Microsoft has launched one more bug bounty to its security rewards lineup. Now researchers will for the first time be able to hunt for bugs in Dynamics 365 ERP and CRM software and get rewards of up to $20,000.
The Dynamics 365 Bounty program opens today, inviting researchers to find and report vulnerabilities in Microsoft’s Dynamics 365 applications with incentive rewards of between $500 and $20,000 for valid bugs.
There are dozens of online and on-premise Dynamics 365 applications: online apps include Dynamics 365 for sales, customer service, field service, talent, finance and operations, retail and more.
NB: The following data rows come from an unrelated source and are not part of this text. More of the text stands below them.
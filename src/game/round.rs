//! Round lifecycle: preparation, combat, ack wait, result broadcast

use std::sync::atomic::{AtomicBool, AtomicU32, Ordering};
use std::sync::Arc;
use std::time::Duration;

use parking_lot::{Mutex, RwLock};
use tokio::sync::Notify;
use tokio::task::JoinHandle;
use tokio::time::Instant;
use tracing::{debug, error, info, warn};
use uuid::Uuid;

use crate::ws::protocol::{
    PlayerId, PlayerTotals, RoundPhase, RoundResult, ServerMsg, SimulationData,
};

use super::manager::GameStateManager;
use super::r#match::MatchRegistry;
use super::simulation::{CombatTiming, GameState, SimulationError, SimulationOutcome};

/// Granularity of every bounded wait in the round loop
const POLL_INTERVAL: Duration = Duration::from_millis(100);

/// Timing and payout knobs for the round loop
#[derive(Debug, Clone, Copy, PartialEq)]
pub struct RoundSettings {
    pub preparation: Duration,
    pub ack_timeout: Duration,
    /// Gold granted to each player every round, on top of bounties
    pub round_income: u32,
    pub min_combat_secs: f64,
    pub post_combat_delay_secs: f64,
    /// Hard ceiling on simulated time
    pub max_combat_secs: f64,
}

#[derive(Debug, thiserror::Error)]
pub enum RoundError {
    #[error("snapshot rejected by simulation: {0}")]
    Simulation(#[from] SimulationError),

    #[error("combat worker failed: {0}")]
    Worker(String),
}

/// How a single pass through the lifecycle ended
#[derive(Debug, Clone, PartialEq)]
pub enum RoundOutcome {
    /// Stop was requested
    Stopped,
    /// Fewer than two connected players at the round boundary
    Skipped,
    /// Combat failed or the match ended before the result could be revealed
    Abandoned,
    /// The seated match changed during preparation; the next pass starts over
    Restarted,
    Completed(RoundResult),
}

/// How the preparation wait ended
#[derive(Debug, Clone, Copy, PartialEq, Eq)]
enum PreparationEnd {
    Elapsed,
    Stopped,
    MatchChanged,
}

#[derive(Debug, Default)]
struct AckState {
    round: u32,
    received: [bool; 2],
}

/// Drives rounds for the active match on one long-lived task
pub struct RoundManager {
    game: Arc<GameStateManager>,
    registry: Arc<MatchRegistry>,
    settings: RoundSettings,
    phase: RwLock<(RoundPhase, u32)>,
    round_number: AtomicU32,
    acks: Mutex<AckState>,
    ack_notify: Notify,
    stop_requested: AtomicBool,
    loop_task: Mutex<Option<JoinHandle<()>>>,
}

impl RoundManager {
    pub fn new(
        game: Arc<GameStateManager>,
        registry: Arc<MatchRegistry>,
        settings: RoundSettings,
    ) -> Self {
        Self {
            game,
            registry,
            settings,
            phase: RwLock::new((RoundPhase::Preparation, 0)),
            round_number: AtomicU32::new(0),
            acks: Mutex::new(AckState::default()),
            ack_notify: Notify::new(),
            stop_requested: AtomicBool::new(false),
            loop_task: Mutex::new(None),
        }
    }

    /// Spawn the round loop if it is not already running
    pub fn ensure_started(self: &Arc<Self>) {
        let mut task = self.loop_task.lock();
        if task.is_some() || self.is_stopping() {
            return;
        }
        let manager = Arc::clone(self);
        *task = Some(tokio::spawn(async move { manager.run().await }));
        info!("Round loop started");
    }

    /// Request the loop to stop and wait for it. In-flight combat runs to completion.
    pub async fn stop(&self) {
        self.stop_requested.store(true, Ordering::SeqCst);
        self.ack_notify.notify_one();
        let task = self.loop_task.lock().take();
        if let Some(task) = task {
            if let Err(e) = task.await {
                error!(error = %e, "Round loop task failed");
            }
        }
        info!("Round loop stopped");
    }

    pub fn is_stopping(&self) -> bool {
        self.stop_requested.load(Ordering::SeqCst)
    }

    /// Start numbering rounds from 1 again for a fresh match
    pub fn begin_match(&self) {
        self.round_number.store(0, Ordering::SeqCst);
        *self.acks.lock() = AckState::default();
    }

    pub fn is_in_preparation(&self) -> bool {
        self.phase.read().0 == RoundPhase::Preparation
    }

    pub fn current_phase(&self) -> (RoundPhase, u32) {
        *self.phase.read()
    }

    /// Number of the most recently started combat round
    pub fn current_round(&self) -> u32 {
        self.round_number.load(Ordering::SeqCst)
    }

    /// Record that `player` finished replaying `round_number`.
    ///
    /// Acks for any round other than the current one are ignored.
    pub fn record_ack(&self, player: PlayerId, round_number: u32) -> bool {
        let mut acks = self.acks.lock();
        if round_number == 0 || acks.round != round_number {
            debug!(player = %player, round_number, current = acks.round, "Ignoring stale round ack");
            return false;
        }
        acks.received[player.index()] = true;
        drop(acks);
        self.ack_notify.notify_one();
        info!(player = %player, round_number, "Round ack received");
        true
    }

    async fn run(self: Arc<Self>) {
        while !self.is_stopping() {
            if !self.registry.is_active() {
                tokio::time::sleep(POLL_INTERVAL).await;
                continue;
            }
            let outcome = self.run_round().await;
            debug!(?outcome, "Round pass finished");
        }
    }

    /// One full pass through the lifecycle
    pub async fn run_round(&self) -> RoundOutcome {
        let upcoming = self.current_round() + 1;
        let seated = self.registry.match_id();
        self.game.open_preparation();
        self.enter_phase(RoundPhase::Preparation, upcoming);
        match self.wait_out_preparation(seated).await {
            PreparationEnd::Elapsed => {}
            PreparationEnd::Stopped => return RoundOutcome::Stopped,
            PreparationEnd::MatchChanged => {
                info!(previous = ?seated, "Match changed during preparation, restarting");
                return RoundOutcome::Restarted;
            }
        }

        let match_id = match seated {
            Some(id) if self.registry.active_player_count() >= 2 => id,
            _ => {
                debug!("Fewer than two players connected, skipping round");
                return RoundOutcome::Skipped;
            }
        };

        let round = self.round_number.fetch_add(1, Ordering::SeqCst) + 1;
        *self.acks.lock() = AckState {
            round,
            received: [false; 2],
        };

        // Closes the action gate under the same lock that freezes the snapshot
        let snapshot = self.game.begin_combat_snapshot();
        self.enter_phase(RoundPhase::Combat, round);
        self.registry.broadcast(ServerMsg::RoundStart {
            round_number: round,
            snapshot: snapshot.clone(),
        });
        info!(
            match_id = %match_id,
            round,
            towers = snapshot.towers.len(),
            units = snapshot.units.len(),
            "Combat started"
        );

        let outcome = match self.resolve_combat(snapshot).await {
            Ok(outcome) => outcome,
            Err(e) => {
                error!(match_id = %match_id, round, error = %e, "Combat failed, abandoning round");
                self.game.clear_wave_data();
                return RoundOutcome::Abandoned;
            }
        };

        self.enter_phase(RoundPhase::AwaitingAcks, round);
        if !self.wait_for_acks(round, match_id).await {
            warn!(match_id = %match_id, round, "Round acks incomplete, revealing result anyway");
        }

        self.enter_phase(RoundPhase::ResultBroadcast, round);
        if self.registry.match_id() != Some(match_id) {
            // The game state may already belong to the next match
            info!(match_id = %match_id, round, "Match ended during round, discarding result");
            return RoundOutcome::Abandoned;
        }

        let result = self.round_result(round, &outcome);
        let totals = self.game.apply_round_result(&result);
        self.game.clear_wave_data();
        self.registry.broadcast(ServerMsg::RoundResult { result, totals });
        info!(
            match_id = %match_id,
            round,
            lives_a = totals.lives_player_a,
            lives_b = totals.lives_player_b,
            gold_a = totals.gold_player_a,
            gold_b = totals.gold_player_b,
            "Round result broadcast"
        );

        self.check_game_over(match_id, &totals);
        RoundOutcome::Completed(result)
    }

    /// Run the simulation on a blocking worker and wait for it
    async fn resolve_combat(&self, snapshot: SimulationData) -> Result<SimulationOutcome, RoundError> {
        let timing = CombatTiming::from_secs(
            snapshot.tick_rate,
            self.settings.min_combat_secs,
            self.settings.post_combat_delay_secs,
        );
        let max_ticks = (self.settings.max_combat_secs * snapshot.tick_rate as f64) as u32;

        let worker = tokio::task::spawn_blocking(move || {
            let mut state = GameState::new(&snapshot, timing)?;
            Ok::<_, SimulationError>(state.run_to_completion(max_ticks))
        });

        let outcome = worker.await.map_err(|e| RoundError::Worker(e.to_string()))??;
        debug!(ticks = outcome.ticks, truncated = outcome.truncated, "Combat resolved");
        Ok(outcome)
    }

    fn round_result(&self, round: u32, outcome: &SimulationOutcome) -> RoundResult {
        let income = self.settings.round_income;
        RoundResult {
            round_number: round,
            lives_lost_player_a: outcome.lives_lost_player_a,
            lives_lost_player_b: outcome.lives_lost_player_b,
            gold_earned_player_a: outcome.gold_earned_player_a.saturating_add(income),
            gold_earned_player_b: outcome.gold_earned_player_b.saturating_add(income),
        }
    }

    fn check_game_over(&self, match_id: Uuid, totals: &PlayerTotals) {
        let winner = match (totals.lives_player_a, totals.lives_player_b) {
            (0, 0) => None,
            (0, _) => Some(PlayerId::B),
            (_, 0) => Some(PlayerId::A),
            _ => return,
        };
        self.registry.broadcast(ServerMsg::GameOver {
            winner,
            reason: "A base ran out of lives".to_string(),
        });
        self.registry.finish(match_id);
        info!(match_id = %match_id, ?winner, "Game over");
    }

    /// Bounded wait for both acks. Returns false on timeout, stop, or match end.
    async fn wait_for_acks(&self, round: u32, match_id: Uuid) -> bool {
        let deadline = Instant::now() + self.settings.ack_timeout;
        loop {
            {
                let acks = self.acks.lock();
                if acks.round == round && acks.received.iter().all(|&r| r) {
                    return true;
                }
            }
            if self.is_stopping() || self.registry.match_id() != Some(match_id) {
                return false;
            }
            let now = Instant::now();
            if now >= deadline {
                return false;
            }
            let wait = (deadline - now).min(POLL_INTERVAL);
            let _ = tokio::time::timeout(wait, self.ack_notify.notified()).await;
        }
    }

    /// Sleep out preparation in small increments, watching for stop and for
    /// a different match being seated
    async fn wait_out_preparation(&self, seated: Option<Uuid>) -> PreparationEnd {
        let deadline = Instant::now() + self.settings.preparation;
        loop {
            if self.is_stopping() {
                return PreparationEnd::Stopped;
            }
            if self.registry.match_id() != seated {
                return PreparationEnd::MatchChanged;
            }
            let now = Instant::now();
            if now >= deadline {
                return PreparationEnd::Elapsed;
            }
            tokio::time::sleep((deadline - now).min(POLL_INTERVAL)).await;
        }
    }

    fn enter_phase(&self, phase: RoundPhase, round_number: u32) {
        *self.phase.write() = (phase, round_number);
        self.registry.broadcast(ServerMsg::PhaseChanged {
            phase,
            round_number,
        });
    }
}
The latest releases of on-premise Dynamics 365 apps are also in scope, including Dynamics AX, CRM, GP, NAV, and SL.
Microsoft has also updated its main Microsoft Bug Bounty Program with simplified high-level requirements for them and extra links and resources.
And it’s reorganized its bug bounties into three main categories: Cloud Programs; Platform Programs; and Defense Programs.
Dynamics 365 is the newest under the Cloud Programs section, which also includes Microsoft Identity services, such as Azure Active Directory. Also in this group are Azure DevOps Services, .NET Core and ASP.NET Core, and the Microsoft Cloud Bounty.
The Platform Programs cover Microsoft Hyper-V, the Windows Insider Preview, Windows Defender Application Guard, the Edge on Windows Insider Preview, and Office Insider.
The Defense Programs currently only includes the ‘Mitigation Bypass and Bounty for Defense’, which offers the highest rewards of up to $100,000.
The extra resources include links to frequently asked questions, examples of low and high quality reports, the Windows security servicing criteria, a directory of Azure Services, Microsoft product documentation, and a link to the Microsoft Security Research & Defense blog.
The Dynamics 365 top payout is in line with the top reward for the Microsoft Cloud Bounty, which recently got bumped up to $20,000 from $15,000.
Earlier this year Microsoft handed off payment-processing responsibilities to third-party bug bounty platform HackerOne and has since added Bugcrowd to its payment roster. Microsoft continues to handle triage of bug reports and deciding on the value of rewards, but moved to HackerOne and Bugcrowd in order to speed up payments to researchers offer different payment options, including in cryptocurrency.